28. Mineral properties: Thermal conductivity
Minerals can also be used to conduct or confine heat. Thermal conductivity is determined by both a mineral’s chemistry and crystalline structure
Clay minerals such as kaolinite show very low electrical and thermal conductivity.
Ceramic kitchen utensils made from clay minerals are used to confine the temperature of food and beverages

29. Mineral properties: Melting point
Different minerals melt at different temperatures.
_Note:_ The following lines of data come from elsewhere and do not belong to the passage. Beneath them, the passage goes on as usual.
//! Application state: the list, the current detail page and the filter store.

use std::collections::HashMap;

use schemars::JsonSchema;
use serde::{Deserialize, Serialize};
use tui_dispatch::DataResource;
use tui_dispatch_debug::debug::{ron_string, DebugSection, DebugState};

use crate::filter::filter_records;
use crate::model::{EnrichedSummaryRecord, FetchFailure, PokemonDetails};
use crate::sprite::Sprite;

/// List filter criteria. An empty string disables that criterion.
#[derive(Clone, Debug, Default, PartialEq, Eq, Serialize, Deserialize, JsonSchema)]
pub struct FilterState {
    pub type_filter: String,
    pub generation_filter: String,
    pub search: String,
}

impl FilterState {
    pub fn is_empty(&self) -> bool {
        self.type_filter.is_empty() && self.generation_filter.is_empty() && self.search.is_empty()
    }
}

#[derive(Clone, Copy, Debug, Default, PartialEq, Eq, Serialize, Deserialize, JsonSchema)]
pub enum Route {
    #[default]
    List,
    Detail(u32),
}

#[derive(Clone, Debug, Serialize, Deserialize, JsonSchema)]
#[serde(default)]
pub struct AppState {
    pub terminal_size: (u16, u16),
    pub route: Route,
    /// Routes to return to with `DetailBack`, most recent last.
    pub history: Vec<Route>,

    pub list: DataResource<Vec<EnrichedSummaryRecord>>,
    pub list_failures: Vec<FetchFailure>,
    pub selected_index: usize,

    pub filters: FilterState,
    pub search_query: String,
    pub search_active: bool,

    /// Every detail result received, keyed by id, including ones that
    /// arrived after the user navigated away.
    pub details: HashMap<u32, PokemonDetails>,
    pub detail: DataResource<PokemonDetails>,
    pub evolution_selected_index: usize,
    /// Decoded images keyed by URL.
    pub sprites: HashMap<String, DataResource<Sprite>>,

    pub message: Option<String>,
    pub tick: u64,
}

impl Default for AppState {
    fn default() -> Self {
        Self {
            terminal_size: (80, 24),
            route: Route::List,
            history: Vec::new(),
            list: DataResource::Empty,
            list_failures: Vec::new(),
            selected_index: 0,
            filters: FilterState::default(),
            search_query: String::new(),
            search_active: false,
            details: HashMap::new(),
            detail: DataResource::Empty,
            evolution_selected_index: 0,
            sprites: HashMap::new(),
            message: None,
            tick: 0,
        }
    }
}

impl AppState {
    /// State that starts on the detail page for `id`, with the list behind it.
    pub fn opened_at(id: u32) -> Self {
        Self {
            route: Route::Detail(id),
            history: vec![Route::List],
            ..Self::default()
        }
    }

    pub fn detail_id(&self) -> Option<u32> {
        match self.route {
            Route::Detail(id) => Some(id),
            Route::List => None,
        }
    }

    pub fn records(&self) -> &[EnrichedSummaryRecord] {
        self.list.data().map(Vec::as_slice).unwrap_or(&[])
    }

    pub fn visible_records(&self) -> Vec<&EnrichedSummaryRecord> {
        filter_records(self.records(), &self.filters)
    }

    pub fn selected_record(&self) -> Option<&EnrichedSummaryRecord> {
        self.visible_records().get(self.selected_index).copied()
    }

    pub fn set_selected_index(&mut self, index: usize) -> bool {
        let count = self.visible_records().len();
        if count == 0 {
            self.selected_index = 0;
            return false;
        }
        let bounded = index.min(count - 1);
        if bounded != self.selected_index {
            self.selected_index = bounded;
            return true;
        }
        false
    }

    pub fn clamp_selection(&mut self) {
        if self.selected_index >= self.visible_records().len() {
            self.selected_index = 0;
        }
    }

    /// Replace the whole filter state. The search text follows
    /// `filters.search`, so both stay in sync in either direction.
    pub fn set_filters(&mut self, filters: FilterState) -> bool {
        if self.filters == filters && self.search_query == filters.search {
            return false;
        }
        self.search_query = filters.search.clone();
        self.filters = filters;
        self.clamp_selection();
        true
    }

    /// Update the search text; the filter's search criterion follows it.
    pub fn set_search_query(&mut self, query: String) -> bool {
        if self.search_query == query && self.filters.search == query {
            return false;
        }
        self.filters.search = query.clone();
        self.search_query = query;
        self.clamp_selection();
        true
    }

    pub fn current_details(&self) -> Option<&PokemonDetails> {
        self.detail.data()
    }

    pub fn sprite(&self, url: &str) -> Option<&DataResource<Sprite>> {
        self.sprites.get(url)
    }

    /// URLs of every image the current detail page shows.
    pub fn detail_sprite_urls(&self) -> Vec<String> {
        let Some(details) = self.current_details() else {
            return Vec::new();
        };
        details
            .record
            .primary_sprite_url
            .iter()
            .cloned()
            .chain(details.evolution_chain.iter().map(|node| node.image_url.clone()))
            .collect()
    }

    pub fn is_loading(&self) -> bool {
        self.list.is_loading() || self.detail.is_loading()
    }
}

impl DebugState for AppState {
    fn debug_sections(&self) -> Vec<DebugSection> {
        vec![
            DebugSection::new("Route")
                .entry("current", ron_string(&self.route))
                .entry("history", ron_string(&self.history)),
            DebugSection::new("List")
                .entry("loading", ron_string(&self.list.is_loading()))
                .entry("error", ron_string(&self.list.error()))
                .entry("total", ron_string(&self.records().len()))
                .entry("visible", ron_string(&self.visible_records().len()))
                .entry("skipped", ron_string(&self.list_failures.len()))
                .entry("selected", ron_string(&self.selected_index)),
            DebugSection::new("Filters")
                .entry("type", ron_string(&self.filters.type_filter))
                .entry("generation", ron_string(&self.filters.generation_filter))
                .entry("search", ron_string(&self.filters.search))
                .entry("search_query", ron_string(&self.search_query))
                .entry("search_active", ron_string(&self.search_active)),
            DebugSection::new("Detail")
                .entry("loading", ron_string(&self.detail.is_loading()))
                .entry("error", ron_string(&self.detail.error()))
                .entry(
                    "name",
                    ron_string(&self.current_details().map(|d| d.record.name.clone())),
                )
                .entry("cached", ron_string(&self.details.len()))
                .entry("evolution_index", ron_string(&self.evolution_selected_index))
                .entry("sprites", ron_string(&self.sprites.len())),
            DebugSection::new("Status").entry("message", ron_string(&self.message)),
        ]
    }
}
Minerals with high melting points are used for high temperature applications.
For example, the mineral graphite is used for lining furnaces and as crucibles for melting metals

30. Mineral properties: Response to stress
Different minerals/rocks behave differently under stress.
For example, while many minerals will shatter if hit with a hammer, gold is malleable. This allowed early people to easily shape it into ornaments.
Piezoelectricity is another property related to stress. An electric current is generated in piezoelectric minerals when a stress is applied. For example, a hammer hits a piezoelectric crystal, and this will generate a spark to ignite a cigarette lighter. The piezoelectricity of quartz allows it to be used to tell time (in quartz crystal watches), and piezoelectricity is also useful in transformers and motors.